Who distributes SSI?

Social Security distributes SSI.

How will Social Security calculate my income to decide whether I qualify for SSI?

In 2003, if your income is unearned, Social Security will deduct $20 and count the rest of your unearned income against you. If your income is earned, Social Security will deduct $65 plus one-half of your remaining earned income, then count the rest against you. There are special rules for self-employed people, for people living in someone else's household, and for people whose husbands or wives have income.

If I do qualify, how much money can I expect to receive in SSI?

It depends on your income. The more income you have, the less Supplemental Security Income you will receive. For example, in 2003, the maximum monthly benefit for a single person living alone is $552; the most typical maximum monthly benefit for a couple where both persons are over 65 or disabled is $829. Social Security Disability or Retirement counts as unearned income for Supplemental Security Income purposes, so if you receive Social Security in an amount more than $20 over the Supplemental Security Income maximum, you probably won't get Supplemental Security Income.

Who decides if I am disabled?

Social Security determines whether you are disabled. A state agency called the Disability Determination Unit actually does most of the work of collecting medical information about you and making the initial determination, but Social Security officially makes the first decision and all other decisions. If it decides you're not disabled, you can appeal within Social Security to an Administrative Law Judge. If you lose at an Administrative Law Judge hearing, you can appeal either to the Social Security Appeals Council or directly to Federal court.

How does Social Security decide if I am disabled?

Social Security uses a 5-step test to determine whether you are disabled. The overall question is whether you suffer from a severe, medically determinable impairment that keeps you from doing work that exists in significant amounts in the national economy. Social Security uses 5 steps to answer this question.

  • First, Social Security looks to see if you're currently earning more than $700. If you are, you probably will not be considered disabled and the test stops there.
  • The second step asks if your medical problems are severe. If your medical problems are not severe, you also will not be found disabled by Social Security.
  • The third step asks if your condition is as bad as one of the conditions in a Social Security "Listing of Impairments." If your condition is on the list, Social Security will find that you are disabled.
  • The fourth step asks whether you can return to "past relevant work" you did within the past 15 years. If you can, Social Security will find that you are not disabled.
  • The fifth and final step considers your age, education, work history, and remaining capacity to do work to see if you could do work that exists in significant numbers in the national economy. If you can't, you will be found disabled.
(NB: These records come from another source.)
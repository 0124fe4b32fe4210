use chrono::{Datelike, NaiveDate, NaiveTime, Weekday};

use crate::config::Config;

/// Thresholds used by presence aggregation and the anomaly scanner.
#[derive(Debug, Clone)]
pub struct AttendancePolicy {
    pub scheduled_start: NaiveTime,
    pub standard_workday_minutes: i32,
    pub lateness_grace_minutes: i32,
    pub repeated_lateness_threshold: u32,
    pub working_days: Vec<Weekday>,
}

impl AttendancePolicy {
    pub fn from_config(config: &Config) -> Self {
        Self {
            scheduled_start: config.scheduled_start,
            standard_workday_minutes: config.standard_workday_minutes,
            lateness_grace_minutes: config.lateness_grace_minutes,
            repeated_lateness_threshold: config.repeated_lateness_threshold,
            working_days: config.working_days.clone(),
        }
    }

    pub fn is_working_day(&self, date: NaiveDate) -> bool {
        self.working_days.contains(&date.weekday())
    }

    pub fn is_late(&self, lateness_minutes: i32) -> bool {
        lateness_minutes > self.lateness_grace_minutes
    }
}

impl Default for AttendancePolicy {
    fn default() -> Self {
        Self {
            scheduled_start: NaiveTime::from_hms_opt(8, 0, 0).unwrap_or(NaiveTime::MIN),
            standard_workday_minutes: 480,
            lateness_grace_minutes: 0,
            repeated_lateness_threshold: 3,
            working_days: vec![
                Weekday::Mon,
                Weekday::Tue,
                Weekday::Wed,
                Weekday::Thu,
                Weekday::Fri,
            ],
        }
    }
}

#[derive(Debug, Clone, Copy)]
pub struct LeavePolicy {
    /// Acquired days given to a balance row created on first approval.
    pub default_allotment: i32,
}

impl LeavePolicy {
    pub fn from_config(config: &Config) -> Self {
        Self {
            default_allotment: config.default_leave_allotment,
        }
    }
}

impl Default for LeavePolicy {
    fn default() -> Self {
        Self {
            default_allotment: 30,
        }
    }
}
If you are at an Administrative Law Judge hearing, and your case comes down to step 5, Social Security generally calls a "vocational expert" to testify about the kinds of jobs someone like you might be able to do.

Is there a limit on the resources I can have and still get SSI?

Yes. In 2003, the basic limit is $2000 for a single person and $3000 for a couple. However, if you own your home and live in it, the home and the land it's on do not count, and there are many other assets that are often exempt. These include but are not limited to life insurance policies with a face value under $1,500, your car, and your family burial plots and burial funds.

Will I receive medical coverage along with my SSI?

Yes. Generally, people who get SSI also get Medicaid.